- Fall of the Berlin Wall. This event was of enormous importance in the fall of the Soviet Union. It was a sudden and entirely unexpected event that showed the world how badly Germany wanted reunification and how quickly that could be achieved. The wall fell on November 9th, 1989; the country was officially reunified on October 3rd, 1990, less than a year later.
- The Solidarity movement. The Solidarity movement started in Gdansk, Poland, in 1980. Led by Lech Walesa, the Solidarity trade union would eventually have more than 1/3rd of the country’s workers as members. The Solidarity members used civil resistance to resist the communist regime and effect change and reform. The government would try to suppress the movement with the 1981 invocation of martial law in Poland, including the use of tanks, detention of dissidents, censorship, etc. But still, the movement continued to exist and grow. The movement’s demonstration began to truly weaken the grip the Soviet Union had on its satellite states, and is recognized by many as a blow that made the fall of the wall possible in 1989. Lech Walesa, for example, was a featured speaker at the Brandenburg Gate in Berlin during the 2009 20-year anniversary of the fall of the wall ceremonies.
- Gorbachev appointed as communist party General Secretary. Mikhail Gorbachev became General Secretary in 1985. He introduced policies such as glasnost and perestroika, which enabled a liberalization of the Soviet Union. Glasnost would allow greater freedom of speech for the Soviet public, which was a clear relaxation of the vice grip the party had held on the nation since at least the Stalin era. Gorbachev would also establish close ties with Western leaders such as Margaret Thatcher, Ronald Reagan, and George Bush Sr., and Helmut Kohl, easing the negotiation process when the wall did finally come down and a domino effect began across the satellite and Soviet states. His decisions of non-intervention in the satellite states ultimately led to the collapse of the entire Soviet Union.
- The “Prague Spring”, begun in January 1968 with the election of Alexander Dubček and ended in August of the same year, was a period of reforms and liberalization in the Czechoslovakia. While the reforms were abruptly ended by the invasion of troops from other Soviet states and the brutal crushing of the movement by force, the reforms were hugely popular within Czechoslovakia, and would have continued had it not been for the Soviet intervention. Gorbachev would later be guided in glasnost and perestroika by Dubček’s attempted reforms in the Prague Spring.
- The 1991 coup in Russia was a last-ditch attempt by the hardline elements in the communist party who wanted to remove Gorbachev as General Secretary of the party to stop the reforms he had enacted. By this point, the satellite states had reformed and mainly democratized. Many of the republics within the Soviet Union itself had already declared their independence as well, including Estonia, Latvia, Lithuania and Georgia. There was widespread social unrest.
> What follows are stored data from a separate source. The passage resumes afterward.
//! Client-side durable state.
//!
//! ```text
//! state/<role>/<entity>/<module>           -> module state blob
//! mirror/<role>/<service>/<time>           -> encoded action folded in at <time>
//! watermark/<role>/<service>               -> AuditTime
//! dirty/<role>/<service>                   -> modules awaiting a full-state fetch
//! unsettled/<role>/<service>               -> session and modules with pending actions
//! ```
//!
//! Every reconciliation step writes through a single [`WriteBatch`] so the
//! state change and its mirror record land together. The dirty set is staged
//! in the same batch as the watermark advance that skipped past its modules.

use serde::{Deserialize, Serialize};
use std::collections::BTreeSet;
use std::sync::Arc;
use uuid::Uuid;
use vouch_core::{
    serialization, AuditTime, CoreError, EntityId, ModuleId, RoleId, ServiceId, StorageEffects,
    StorageError, TrailEntry, WriteBatch,
};

/// Modules whose optimistic effects are in local state while their actions
/// sit in the pending queue of session `session`. The queue lives in memory,
/// so a record left by another session marks effects nothing will settle.
#[derive(Debug, Clone, PartialEq, Eq, Serialize, Deserialize)]
pub struct Unsettled {
    pub session: Uuid,
    pub modules: BTreeSet<ModuleId>,
}

#[derive(Clone)]
pub struct LocalStore {
    storage: Arc<dyn StorageEffects>,
}

fn corrupt(key: &str, err: CoreError) -> StorageError {
    StorageError::Corrupt(format!("{key}: {err}"))
}

impl LocalStore {
    pub fn new(storage: Arc<dyn StorageEffects>) -> Self {
        Self { storage }
    }

    pub fn storage(&self) -> &Arc<dyn StorageEffects> {
        &self.storage
    }

    pub fn state_key(role: RoleId, entity: EntityId, module: &ModuleId) -> String {
        format!("state/{role}/{entity}/{module}")
    }

    fn mirror_prefix(role: RoleId, service: &ServiceId) -> String {
        format!("mirror/{role}/{service}/")
    }

    pub fn mirror_key(role: RoleId, service: &ServiceId, time: AuditTime) -> String {
        format!("{}{}", Self::mirror_prefix(role, service), time.key_fragment())
    }

    pub fn watermark_key(role: RoleId, service: &ServiceId) -> String {
        format!("watermark/{role}/{service}")
    }

    pub fn dirty_key(role: RoleId, service: &ServiceId) -> String {
        format!("dirty/{role}/{service}")
    }

    pub fn unsettled_key(role: RoleId, service: &ServiceId) -> String {
        format!("unsettled/{role}/{service}")
    }

    async fn decode<T: serde::de::DeserializeOwned>(
        &self,
        key: &str,
    ) -> Result<Option<T>, StorageError> {
        match self.storage.retrieve(key).await? {
            Some(bytes) => serialization::from_slice(&bytes)
                .map(Some)
                .map_err(|e| corrupt(key, e)),
            None => Ok(None),
        }
    }

    fn stage<T: Serialize>(batch: &mut WriteBatch, key: String, value: &T) -> Result<(), StorageError> {
        let bytes = serialization::to_vec(value).map_err(|e| corrupt(&key, e))?;
        batch.put(key, bytes);
        Ok(())
    }

    /// Modules of (role, service) waiting for a full-state fetch
    pub async fn dirty(
        &self,
        role: RoleId,
        service: &ServiceId,
    ) -> Result<BTreeSet<ModuleId>, StorageError> {
        Ok(self
            .decode(&Self::dirty_key(role, service))
            .await?
            .unwrap_or_default())
    }

    pub async fn unsettled(
        &self,
        role: RoleId,
        service: &ServiceId,
    ) -> Result<Option<Unsettled>, StorageError> {
        self.decode(&Self::unsettled_key(role, service)).await
    }

    /// Stage the bookkeeping that must move together with a state change:
    /// the dirty set gains `added`, loses `cleared`, and absorbs the modules
    /// another session left unsettled; the unsettled record is rewritten for
    /// `session`. Returns the dirty set the batch leaves behind.
    #[allow(clippy::too_many_arguments)]
    pub async fn stage_tracking(
        &self,
        batch: &mut WriteBatch,
        role: RoleId,
        service: &ServiceId,
        session: Uuid,
        unsettled: BTreeSet<ModuleId>,
        added: &BTreeSet<ModuleId>,
        cleared: &BTreeSet<ModuleId>,
    ) -> Result<BTreeSet<ModuleId>, StorageError> {
        let mut dirty = self.dirty(role, service).await?;
        if let Some(left) = self.unsettled(role, service).await? {
            if left.session != session {
                dirty.extend(left.modules);
            }
        }
        dirty.extend(added.iter().cloned());
        dirty.retain(|module| !cleared.contains(module));

        let key = Self::dirty_key(role, service);
        if dirty.is_empty() {
            batch.delete(key);
        } else {
            Self::stage(batch, key, &dirty)?;
        }
        let key = Self::unsettled_key(role, service);
        if unsettled.is_empty() {
            batch.delete(key);
        } else {
            Self::stage(
                batch,
                key,
                &Unsettled {
                    session,
                    modules: unsettled,
                },
            )?;
        }
        Ok(dirty)
    }

    /// Stage deletion of mirror records at or below `floor`
    pub async fn stage_mirror_prune(
        &self,
        batch: &mut WriteBatch,
        role: RoleId,
        service: &ServiceId,
        floor: AuditTime,
    ) -> Result<usize, StorageError> {
        let prefix = Self::mirror_prefix(role, service);
        let mut pruned = 0;
        for key in self.storage.list_keys(Some(&prefix)).await? {
            let time = key
                .strip_prefix(&prefix)
                .and_then(|raw| raw.parse::<u64>().ok());
            if time.is_some_and(|time| time <= floor.value()) {
                batch.delete(key);
                pruned += 1;
            }
        }
        Ok(pruned)
    }

    pub async fn state(
        &self,
        role: RoleId,
        entity: EntityId,
        module: &ModuleId,
    ) -> Result<Option<Vec<u8>>, StorageError> {
        self.storage
            .retrieve(&Self::state_key(role, entity, module))
            .await
    }

    pub async fn is_mirrored(
        &self,
        role: RoleId,
        service: &ServiceId,
        time: AuditTime,
    ) -> Result<bool, StorageError> {
        Ok(self
            .storage
            .retrieve(&Self::mirror_key(role, service, time))
            .await?
            .is_some())
    }

    /// Trail entries folded in for (role, service), ascending
    pub async fn mirrored_trail(
        &self,
        role: RoleId,
        service: &ServiceId,
    ) -> Result<Vec<TrailEntry>, StorageError> {
        let prefix = Self::mirror_prefix(role, service);
        let mut trail = Vec::new();
        for key in self.storage.list_keys(Some(&prefix)).await? {
            let Some(time) = key
                .strip_prefix(&prefix)
                .and_then(|raw| raw.parse::<u64>().ok())
            else {
                continue;
            };
            if let Some(action) = self.storage.retrieve(&key).await? {
                trail.push(TrailEntry {
                    time: AuditTime(time),
                    action,
                });
            }
        }
        trail.sort_by_key(|entry| entry.time);
        Ok(trail)
    }

    pub async fn commit(&self, batch: WriteBatch) -> Result<(), StorageError> {
        if batch.is_empty() {
            return Ok(());
        }
        self.storage.commit(batch).await
    }
}

/// Persisted (role, service) -> last fully reconciled audit time
#[derive(Clone)]
pub struct WatermarkTable {
    storage: Arc<dyn StorageEffects>,
}

impl WatermarkTable {
    pub fn new(storage: Arc<dyn StorageEffects>) -> Self {
        Self { storage }
    }

    /// [`AuditTime::ZERO`] for a role that has never reconciled
    pub async fn get(&self, role: RoleId, service: &ServiceId) -> Result<AuditTime, StorageError> {
        let key = LocalStore::watermark_key(role, service);
        match self.storage.retrieve(&key).await? {
            Some(bytes) => serialization::from_slice(&bytes).map_err(|e| corrupt(&key, e)),
            None => Ok(AuditTime::ZERO),
        }
    }

    /// Stage an advance to `time`; a value at or below the current watermark
    /// stages nothing. Returns the watermark the batch leaves behind.
    pub async fn stage_advance(
        &self,
        batch: &mut WriteBatch,
        role: RoleId,
        service: &ServiceId,
        time: AuditTime,
    ) -> Result<AuditTime, StorageError> {
        let current = self.get(role, service).await?;
        if time <= current {
            return Ok(current);
        }
        let key = LocalStore::watermark_key(role, service);
        let bytes = serialization::to_vec(&time).map_err(|e| corrupt(&key, e))?;
        batch.put(key, bytes);
        Ok(time)
    }
}

#[cfg(test)]
mod tests {
    use super::*;
    use vouch_core::MemoryStorageHandler;

    #[tokio::test]
    async fn watermark_never_moves_back() {
        let storage: Arc<dyn StorageEffects> = Arc::new(MemoryStorageHandler::new());
        let table = WatermarkTable::new(storage.clone());
        let local = LocalStore::new(storage);
        let role = RoleId::from_name("r");
        let service = ServiceId::from("profile");

        assert_eq!(table.get(role, &service).await.unwrap(), AuditTime::ZERO);

        let mut batch = WriteBatch::new();
        let left = table
            .stage_advance(&mut batch, role, &service, AuditTime(7))
            .await
            .unwrap();
        assert_eq!(left, AuditTime(7));
        local.commit(batch).await.unwrap();

        let mut batch = WriteBatch::new();
        let left = table
            .stage_advance(&mut batch, role, &service, AuditTime(3))
            .await
            .unwrap();
        assert_eq!(left, AuditTime(7));
        assert!(batch.is_empty());
        assert_eq!(table.get(role, &service).await.unwrap(), AuditTime(7));
    }

    #[tokio::test]
    async fn mirror_lists_in_time_order() {
        let storage: Arc<dyn StorageEffects> = Arc::new(MemoryStorageHandler::new());
        let local = LocalStore::new(storage);
        let role = RoleId::from_name("r");
        let service = ServiceId::from("profile");

        let mut batch = WriteBatch::new();
        for time in [12, 3, 100] {
            batch.put(LocalStore::mirror_key(role, &service, AuditTime(time)), vec![time as u8]);
        }
        local.commit(batch).await.unwrap();

        let times: Vec<u64> = local
            .mirrored_trail(role, &service)
            .await
            .unwrap()
            .into_iter()
            .map(|entry| entry.time.value())
            .collect();
        assert_eq!(times, vec![3, 12, 100]);
        assert!(local.is_mirrored(role, &service, AuditTime(12)).await.unwrap());
        assert!(!local.is_mirrored(role, &service, AuditTime(13)).await.unwrap());

        let mut batch = WriteBatch::new();
        let pruned = local
            .stage_mirror_prune(&mut batch, role, &service, AuditTime(12))
            .await
            .unwrap();
        assert_eq!(pruned, 2);
        local.commit(batch).await.unwrap();
        assert_eq!(local.mirrored_trail(role, &service).await.unwrap().len(), 1);
    }

    #[tokio::test]
    async fn modules_left_unsettled_by_another_session_become_dirty() {
        let storage: Arc<dyn StorageEffects> = Arc::new(MemoryStorageHandler::new());
        let local = LocalStore::new(storage);
        let role = RoleId::from_name("r");
        let service = ServiceId::from("profile");
        let counter = ModuleId::from("counter");
        let likes = ModuleId::from("likes");
        let none = BTreeSet::new();

        let before = Uuid::new_v4();
        let mut batch = WriteBatch::new();
        let dirty = local
            .stage_tracking(&mut batch, role, &service, before, BTreeSet::from([counter.clone()]), &none, &none)
            .await
            .unwrap();
        assert!(dirty.is_empty());
        local.commit(batch).await.unwrap();

        // Same session: its own record is not a leftover
        let mut batch = WriteBatch::new();
        let dirty = local
            .stage_tracking(&mut batch, role, &service, before, BTreeSet::from([counter.clone()]), &none, &none)
            .await
            .unwrap();
        assert!(dirty.is_empty());

        let after = Uuid::new_v4();
        let mut batch = WriteBatch::new();
        let dirty = local
            .stage_tracking(&mut batch, role, &service, after, BTreeSet::new(), &BTreeSet::from([likes.clone()]), &none)
            .await
            .unwrap();
        assert_eq!(dirty, BTreeSet::from([counter.clone(), likes.clone()]));
        local.commit(batch).await.unwrap();
        assert_eq!(local.dirty(role, &service).await.unwrap(), dirty);
        assert_eq!(local.unsettled(role, &service).await.unwrap(), None);

        let mut batch = WriteBatch::new();
        let dirty = local
            .stage_tracking(&mut batch, role, &service, after, BTreeSet::new(), &none, &BTreeSet::from([counter]))
            .await
            .unwrap();
        assert_eq!(dirty, BTreeSet::from([likes]));
    }
}
//! Identifier newtypes shared by clients and hosts.

use serde::{Deserialize, Serialize};
use std::fmt;
use uuid::Uuid;

macro_rules! uuid_id {
    ($(#[$meta:meta])* $name:ident, $prefix:literal) => {
        $(#[$meta])*
        #[derive(Debug, Clone, Copy, PartialEq, Eq, PartialOrd, Ord, Hash, Serialize, Deserialize)]
        pub struct $name(pub Uuid);

        impl $name {
            /// Create a fresh random identifier
            pub fn new_random() -> Self {
                Self(Uuid::new_v4())
            }

            /// Derive a stable identifier from a name (UUID v5)
            pub fn from_name(name: &str) -> Self {
                Self(Uuid::new_v5(&Uuid::NAMESPACE_OID, name.as_bytes()))
            }

            /// Raw UUID bytes
            pub fn to_bytes(&self) -> [u8; 16] {
                *self.0.as_bytes()
            }
        }

        impl From<Uuid> for $name {
            fn from(uuid: Uuid) -> Self {
                Self(uuid)
            }
        }

        impl fmt::Display for $name {
            fn fmt(&self, f: &mut fmt::Formatter<'_>) -> fmt::Result {
                write!(f, concat!($prefix, "-{}"), self.0.simple())
            }
        }
    };
}

uuid_id!(
    /// The identity whose state is being synchronized
    EntityId,
    "entity"
);
uuid_id!(
    /// A role acting on (or auditing) an entity
    RoleId,
    "role"
);
uuid_id!(
    /// A client installation a role acts through
    ClientId,
    "client"
);
uuid_id!(
    /// Unique identifier assigned to an action when it is created
    ActionId,
    "action"
);

macro_rules! name_id {
    ($(#[$meta:meta])* $name:ident) => {
        $(#[$meta])*
        #[derive(Debug, Clone, PartialEq, Eq, PartialOrd, Ord, Hash, Serialize, Deserialize)]
        pub struct $name(String);

        impl $name {
            /// Create from a name
            pub fn new(name: impl Into<String>) -> Self {
                Self(name.into())
            }

            /// Borrow the name
            pub fn as_str(&self) -> &str {
                &self.0
            }
        }

        impl From<&str> for $name {
            fn from(name: &str) -> Self {
                Self(name.to_string())
            }
        }

        impl fmt::Display for $name {
            fn fmt(&self, f: &mut fmt::Formatter<'_>) -> fmt::Result {
                f.write_str(&self.0)
            }
        }
    };
}

name_id!(
    /// A service hosted for an entity (a namespace of modules)
    ServiceId
);
name_id!(
    /// A module: the unit of state ownership inside a service
    ModuleId
);

/// A role's handle on the entity it acts for.
#[derive(Debug, Clone, Copy, PartialEq, Eq, Hash, Serialize, Deserialize)]
pub struct RoleBinding {
    /// The role
    pub role: RoleId,
    /// The entity the role belongs to
    pub entity: EntityId,
}

impl RoleBinding {
    pub fn new(role: RoleId, entity: EntityId) -> Self {
        Self { role, entity }
    }
}
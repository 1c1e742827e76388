//! Effect traits consumed by the store, host and client engine.
//!
//! - [`StorageEffects`]: durable key/value storage with atomic batches
//! - [`TimeEffects`]: wall clock used for retention
//! - [`Transport`]: request/response delivery to a host

use crate::protocol::{ExchangeRequest, ExchangeResponse, StateQuery, StateReply};
use async_trait::async_trait;
use serde::{Deserialize, Serialize};
use std::collections::BTreeMap;
use thiserror::Error;

/// Storage failures. All of them are retryable from the caller's side.
#[derive(Debug, Clone, PartialEq, Eq, Error)]
pub enum StorageError {
    #[error("Invalid key: {reason}")]
    InvalidKey { reason: String },

    #[error("Read failed: {0}")]
    ReadFailed(String),

    #[error("Write failed: {0}")]
    WriteFailed(String),

    #[error("Delete failed: {0}")]
    DeleteFailed(String),

    #[error("Stored value is corrupt: {0}")]
    Corrupt(String),
}

impl StorageError {
    pub fn code(&self) -> &'static str {
        match self {
            StorageError::InvalidKey { .. } => "storage_invalid_key",
            StorageError::ReadFailed(_) => "storage_read",
            StorageError::WriteFailed(_) => "storage_write",
            StorageError::DeleteFailed(_) => "storage_delete",
            StorageError::Corrupt(_) => "storage_corrupt",
        }
    }
}

/// Puts and deletes applied all-or-nothing
#[derive(Debug, Clone, Default, PartialEq, Eq, Serialize, Deserialize)]
pub struct WriteBatch {
    /// `Some` is a put, `None` a delete; later writes to a key win
    ops: BTreeMap<String, Option<Vec<u8>>>,
}

impl WriteBatch {
    pub fn new() -> Self {
        Self::default()
    }

    pub fn put(&mut self, key: impl Into<String>, value: Vec<u8>) -> &mut Self {
        self.ops.insert(key.into(), Some(value));
        self
    }

    pub fn delete(&mut self, key: impl Into<String>) -> &mut Self {
        self.ops.insert(key.into(), None);
        self
    }

    /// Fold another batch in; its writes win on conflicting keys
    pub fn extend(&mut self, other: WriteBatch) {
        self.ops.extend(other.ops);
    }

    pub fn is_empty(&self) -> bool {
        self.ops.is_empty()
    }

    pub fn len(&self) -> usize {
        self.ops.len()
    }

    pub fn iter(&self) -> impl Iterator<Item = (&String, &Option<Vec<u8>>)> {
        self.ops.iter()
    }

    pub fn into_ops(self) -> BTreeMap<String, Option<Vec<u8>>> {
        self.ops
    }
}

#[async_trait]
pub trait StorageEffects: Send + Sync {
    async fn store(&self, key: &str, value: Vec<u8>) -> Result<(), StorageError>;

    async fn retrieve(&self, key: &str) -> Result<Option<Vec<u8>>, StorageError>;

    /// Returns whether the key existed
    async fn remove(&self, key: &str) -> Result<bool, StorageError>;

    /// Sorted keys, optionally restricted to a prefix
    async fn list_keys(&self, prefix: Option<&str>) -> Result<Vec<String>, StorageError>;

    /// Apply every write in `batch` or none of them
    async fn commit(&self, batch: WriteBatch) -> Result<(), StorageError>;
}

/// Wall clock in milliseconds since the Unix epoch
pub trait TimeEffects: Send + Sync {
    fn now_ms(&self) -> u64;
}

/// System clock
#[derive(Debug, Clone, Copy, Default)]
pub struct SystemClock;

impl TimeEffects for SystemClock {
    fn now_ms(&self) -> u64 {
        std::time::SystemTime::now()
            .duration_since(std::time::UNIX_EPOCH)
            .map(|d| u64::try_from(d.as_millis()).unwrap_or(u64::MAX))
            .unwrap_or(0)
    }
}

/// Delivery failures; the request may or may not have reached the host
#[derive(Debug, Clone, PartialEq, Eq, Error)]
pub enum TransportError {
    #[error("Host unreachable: {reason}")]
    Unreachable { reason: String },

    #[error("Exchange timed out")]
    Timeout,

    #[error("Host failed: {reason}")]
    Host { reason: String },
}

impl TransportError {
    pub fn code(&self) -> &'static str {
        match self {
            TransportError::Unreachable { .. } => "transport_unreachable",
            TransportError::Timeout => "transport_timeout",
            TransportError::Host { .. } => "transport_host",
        }
    }
}

#[async_trait]
pub trait Transport: Send + Sync {
    async fn exchange(&self, request: ExchangeRequest)
        -> Result<ExchangeResponse, TransportError>;

    async fn query_state(&self, query: StateQuery) -> Result<StateReply, TransportError>;
}

#[cfg(test)]
mod tests {
    use super::*;

    #[test]
    fn later_batch_writes_win() {
        let mut batch = WriteBatch::new();
        batch.put("a", vec![1]).put("b", vec![2]);
        let mut other = WriteBatch::new();
        other.delete("a");
        batch.extend(other);

        let ops = batch.into_ops();
        assert_eq!(ops.get("a"), Some(&None));
        assert_eq!(ops.get("b"), Some(&Some(vec![2])));
    }
}
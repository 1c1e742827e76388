//! Storage effect handlers

mod filesystem;
mod memory;

pub use filesystem::FilesystemStorageHandler;
pub use memory::MemoryStorageHandler;

use crate::config::StoreConfig;
use crate::effects::{StorageEffects, StorageError};
use std::sync::Arc;

/// Filesystem storage under `data_dir` when configured, memory otherwise
pub async fn open_storage(config: &StoreConfig) -> Result<Arc<dyn StorageEffects>, StorageError> {
    match &config.data_dir {
        Some(dir) => {
            tracing::info!(path = %dir.display(), "Opening filesystem storage");
            Ok(Arc::new(FilesystemStorageHandler::open(dir.clone()).await?))
        }
        None => Ok(Arc::new(MemoryStorageHandler::new())),
    }
}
Russia itself had also declared sovereignty. The hardline elements declared a state of emergency and claimed powers to enact extraordinary actions. The leaders detained Gorbachev, but did not detain Russian President Boris Yeltsin. The coup was crushed in two days, and Gorbachev declared all declarations of the conspirators null and void. Within a week of the August coup, the Ukraine, Moldova, Azerbaijan and Kyrgyzstan declared independence from the Soviet Union. In December of 1991, Russia was given the Soviet Union’s UN membership as its successor state, Gorbachev resigned as Soviet president, and the Soviet Union officially no longer existed. The August coup certainly played a huge role in accelerating these events.